----- The records -----
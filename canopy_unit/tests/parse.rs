// Copyright 2026 the Canopy Authors
// SPDX-License-Identifier: Apache-2.0 OR MIT

//! Boundary-format tests for the dimension parser.
//!
//! These pin the raw input formats that callers rely on: numbers, suffixed
//! strings, whitespace shorthands, and arrays.

use canopy_unit::{
    MixError, ParseError, RawItem, RawValue, Unit, UnitValue, parse_box_shorthand,
    parse_dimension_array, parse_single_dimension,
};

#[test]
fn number_input_uses_default_unit() {
    let value = parse_single_dimension(&RawValue::from(42), Unit::Px).unwrap();
    assert_eq!(value, UnitValue::px(42.0));

    let value = parse_single_dimension(&RawValue::from(0.5), Unit::Number).unwrap();
    assert_eq!(value, UnitValue::number(0.5));
}

#[test]
fn string_suffix_decides_unit() {
    let units: Vec<_> = ["1", "1px", "1%", "1deg", "1rad", "1grad", "1turn"]
        .into_iter()
        .map(|s| parse_single_dimension(&RawValue::from(s), Unit::Number).unwrap().unit())
        .collect();
    assert_eq!(
        units,
        [
            Unit::Number,
            Unit::Px,
            Unit::Percent,
            Unit::Deg,
            Unit::Rad,
            Unit::Grad,
            Unit::Turn
        ]
    );
}

#[test]
fn radius_shorthand_ordering() {
    let expect = |input: &str, corners: [f64; 4]| {
        let parsed = parse_box_shorthand(&RawValue::from(input), Unit::Px).unwrap();
        assert_eq!(parsed.map(UnitValue::magnitude), corners, "{input}");
        assert!(parsed.iter().all(|v| v.unit() == Unit::Px));
    };
    expect("10", [10.0, 10.0, 10.0, 10.0]);
    expect("10 20", [10.0, 20.0, 10.0, 20.0]);
    expect("10 20 30", [10.0, 20.0, 30.0, 20.0]);
    expect("10 20 30 40", [10.0, 20.0, 30.0, 40.0]);

    assert!(matches!(
        parse_box_shorthand(&RawValue::from("10 20 30 40 50"), Unit::Px),
        Err(ParseError::Arity { found: 5, .. })
    ));
}

#[test]
fn arrays_are_parsed_element_wise_without_expansion() {
    let raw = RawValue::List(vec![RawItem::from(1), RawItem::from("2%"), RawItem::from(3)]);
    let values = parse_dimension_array(&raw, Unit::Px).unwrap();
    assert_eq!(
        values.as_slice(),
        &[UnitValue::px(1.0), UnitValue::percent(2.0), UnitValue::px(3.0)]
    );
}

#[test]
fn comma_decimal_is_not_accepted() {
    assert!(parse_single_dimension(&RawValue::from("1,5px"), Unit::Px).is_err());
}

#[test]
fn mixing_never_converts_units() {
    let deg = UnitValue::deg(90.0);
    let turn = UnitValue::new(0.25, Unit::Turn).unwrap();
    assert_eq!(
        deg.mix(turn, 0.5),
        Err(MixError::IncompatibleUnits {
            from: Unit::Deg,
            to: Unit::Turn
        })
    );
}

#[cfg(feature = "serde")]
#[test]
fn raw_values_deserialize_untagged() {
    let raw: RawValue = serde_json::from_str("10").unwrap();
    assert_eq!(raw, RawValue::Number(10.0));

    let raw: RawValue = serde_json::from_str("\"10 20\"").unwrap();
    assert_eq!(raw, RawValue::from("10 20"));

    let raw: RawValue = serde_json::from_str("[10, \"20%\"]").unwrap();
    assert_eq!(
        raw,
        RawValue::List(vec![RawItem::Number(10.0), RawItem::from("20%")])
    );
}
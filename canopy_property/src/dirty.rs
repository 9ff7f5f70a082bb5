// Copyright 2026 the Canopy Authors
// SPDX-License-Identifier: Apache-2.0 OR MIT

//! Dirty signals raised by style writes.

bitflags::bitflags! {
    /// What a node must redo after one of its style properties changed.
    ///
    /// Every accepted assignment raises [`RECALCULATE`](Self::RECALCULATE) and
    /// [`RENDER`](Self::RENDER); a property may add more through
    /// [`PropertyDefinitionBuilder::affects`](crate::PropertyDefinitionBuilder::affects).
    /// Forwarding the signal to the render loop is the host's job.
    ///
    /// ```rust
    /// use canopy_property::DirtyFlags;
    ///
    /// let flags = DirtyFlags::STYLE_CHANGED | DirtyFlags::BOUNDS;
    /// assert!(flags.contains(DirtyFlags::RENDER));
    /// assert!(flags.contains(DirtyFlags::BOUNDS));
    /// ```
    #[derive(Copy, Clone, Debug, PartialEq, Eq, Hash, Default)]
    pub struct DirtyFlags: u8 {
        /// Used values must be recalculated.
        const RECALCULATE = 1 << 0;
        /// The node must be painted again.
        const RENDER = 1 << 1;
        /// The node's geometry, and so its bounds, changed.
        const BOUNDS = 1 << 2;

        /// The flags raised by every accepted style write.
        const STYLE_CHANGED = Self::RECALCULATE.bits() | Self::RENDER.bits();
    }
}

#[cfg(test)]
mod tests {
    use super::*;

    #[test]
    fn style_changed_is_recalculate_and_render() {
        assert_eq!(
            DirtyFlags::STYLE_CHANGED,
            DirtyFlags::RECALCULATE | DirtyFlags::RENDER
        );
        assert!(!DirtyFlags::STYLE_CHANGED.contains(DirtyFlags::BOUNDS));
    }

    #[test]
    fn flags_accumulate() {
        let mut flags = DirtyFlags::empty();
        flags |= DirtyFlags::BOUNDS;
        flags |= DirtyFlags::STYLE_CHANGED;
        assert!(flags.is_all());
    }
}
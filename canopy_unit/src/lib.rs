// Copyright 2026 the Canopy Authors
// SPDX-License-Identifier: Apache-2.0 OR MIT

//! Canopy Unit: typed style dimensions and the dimension parser.
//!
//! This crate is the leaf of the canopy style pipeline. It knows nothing about
//! individual style properties; it only turns loosely typed input into
//! `(magnitude, unit)` pairs and combines such pairs.
//!
//! ## Core Concepts
//!
//! - [`Unit`]: the closed set of units (`number`, `%`, `px`, `deg`, `rad`,
//!   `turn`, `grad`, `none`).
//! - [`UnitValue`]: an immutable, always-finite magnitude with a unit, with
//!   same-unit arithmetic and interpolation via [`UnitValue::mix`].
//! - [`RawValue`]: the tagged boundary input, `Number | Text | List`.
//! - The dimension parser: [`parse_single_dimension`],
//!   [`parse_dimension_array`], and the CSS margin-style
//!   [`expand_box_shorthand`].
//!
//! ## Quick Start
//!
//! ```rust
//! use canopy_unit::{
//!     RawValue, Unit, UnitValue, parse_box_shorthand, parse_dimension_array,
//! };
//!
//! // Numbers take the default unit chosen by the caller.
//! let values = parse_dimension_array(&RawValue::from(10), Unit::Px).unwrap();
//! assert_eq!(values[0], UnitValue::px(10.0));
//!
//! // Strings carry their own units.
//! let values = parse_dimension_array(&RawValue::from("10 50%"), Unit::Px).unwrap();
//! assert_eq!(values[1], UnitValue::percent(50.0));
//!
//! // Four-part shorthands expand like CSS margins.
//! let corners = parse_box_shorthand(&RawValue::from("10 20 30"), Unit::Px).unwrap();
//! assert_eq!(corners[3], UnitValue::px(20.0));
//! ```
//!
//! ## Features
//!
//! - `serde`: derive `Serialize`/`Deserialize` for [`RawValue`] and
//!   [`RawItem`] in untagged form, so style input can be read from JSON.
//!
//! ## `no_std` Support
//!
//! This crate is `no_std` and uses `alloc`. It does not depend on `std`.

#![no_std]

extern crate alloc;

mod error;
mod parse;
mod raw;
mod unit;
mod value;

pub use error::{MixError, ParseError};
pub use parse::{
    DimensionList, check_units, expand_box_shorthand, expand_pair_shorthand,
    parse_box_shorthand, parse_dimension_array, parse_dimension_token, parse_pair_shorthand,
    parse_single_dimension, parse_single_dimension_px,
};
pub use raw::{RawItem, RawValue};
pub use unit::Unit;
pub use value::UnitValue;

/// Interpolates two plain magnitudes, exact at `t == 0.0` and `t == 1.0`.
///
/// This is the scalar rule every canopy mixer builds on.
///
/// ```
/// assert_eq!(canopy_unit::lerp(2.0, 4.0, 0.5), 3.0);
/// ```
#[must_use]
#[inline]
pub fn lerp(a: f64, b: f64, t: f64) -> f64 {
    value::lerp(a, b, t)
}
-----
Work to be completed => From the data above, copy out every line with the string "MixError" in it.

Result below =>
    MixError, ParseError, RawItem, RawValue, Unit, UnitValue, parse_box_shorthand,
        Err(MixError::IncompatibleUnits {
pub use error::{MixError, ParseError};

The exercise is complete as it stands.